Disney’s fortune passed to his daughters when he died. Upon his daughter Sharon’s death in 1993, her share was in Trust for her fraternal twin grandchildren, who should have been able to access funds upon attaining age 35, with subsequent payouts scheduled for their 40th and 45th birthdays. However, there was a stipulation: The three trustees were charged with ascertaining whether each grandchild beneficiary had the mental capacity to manage their inheritance. The twins are now 50 years old.
Disney’s granddaughter, Michelle Lund, has received her share of the cartoon mogul’s empire. However, the trustees made a determination that Michelle’s twin, Bradford Lund, lacked capacity, setting off more than a decade of legal battles as Bradford has tried to demonstrate his mental capacity.
The latest filings by Bradford and his attorneys sharply criticized the former judge in the matter, who reportedly alleged in open court that Bradford had Down Syndrome – an allegation Bradford had proven false already through DNA testing. The nature of the judge’s remarks, Bradford claims, were biased, showing the judge was siding with the trustees in an attempt to keep Bradford from his $200 million inheritance – and to continue paying the individual trustees fees of $1 million per year.

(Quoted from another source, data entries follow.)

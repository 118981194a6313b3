use std::env;
use tracing::warn;

#[derive(Debug, Clone)]
pub struct AppConfig {
    pub model_path: String,
    pub model_inference_url: Option<String>,
    pub appointments_path: String,
    pub allowed_origins: Vec<String>,
    pub bind_addr: String,
}

impl AppConfig {
    pub fn from_env() -> Self {
        Self {
            model_path: env::var("MODEL_PATH")
                .unwrap_or_else(|_| {
                    warn!("MODEL_PATH not set, using waiting_time_model.json");
                    "waiting_time_model.json".to_string()
                }),
            model_inference_url: env::var("MODEL_INFERENCE_URL").ok(),
            appointments_path: env::var("APPOINTMENTS_PATH")
                .unwrap_or_else(|_| {
                    warn!("APPOINTMENTS_PATH not set, using appointments.csv");
                    "appointments.csv".to_string()
                }),
            allowed_origins: env::var("CORS_ALLOWED_ORIGINS")
                .map(|origins| {
                    origins
                        .split(',')
                        .map(|origin| origin.trim().to_string())
                        .filter(|origin| !origin.is_empty())
                        .collect()
                })
                .unwrap_or_else(|_| {
                    vec![
                        "http://localhost:3000".to_string(),
                        "http://127.0.0.1:3000".to_string(),
                    ]
                }),
            bind_addr: env::var("BIND_ADDR").unwrap_or_else(|_| "0.0.0.0:3000".to_string()),
        }
    }

    /// True when predictions are served by a remote inference endpoint
    /// instead of a local model artifact.
    pub fn uses_remote_model(&self) -> bool {
        self.model_inference_url.is_some()
    }
}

In addition to fighting for his inheritance, Bradford Lund has also filed letters with the California Commission on Judicial Performance calling for the judge’s removal due to what he feels is an ethics violation. The judge has recused himself from the case.
It is unknown at this point when, or whether, Bradford Lund will receive an outright inheritance from the Trust established with his grandfather’s wealth.
One takeaway from this situation is to exercise care when naming trustees or other fiduciaries. Based on the facts at hand, it is unclear whether the individual trustees acted appropriately in finding Bradford incapable of managing his share of the inheritance or if they overstepped their boundaries, conflicted by the $1 million in annual trustees’ fees as long as the assets remain in Trust. It often makes sense to name a professional, disinterested corporate fiduciary, as doing so may avoid the type of abuse of power Bradford Lund has alleged.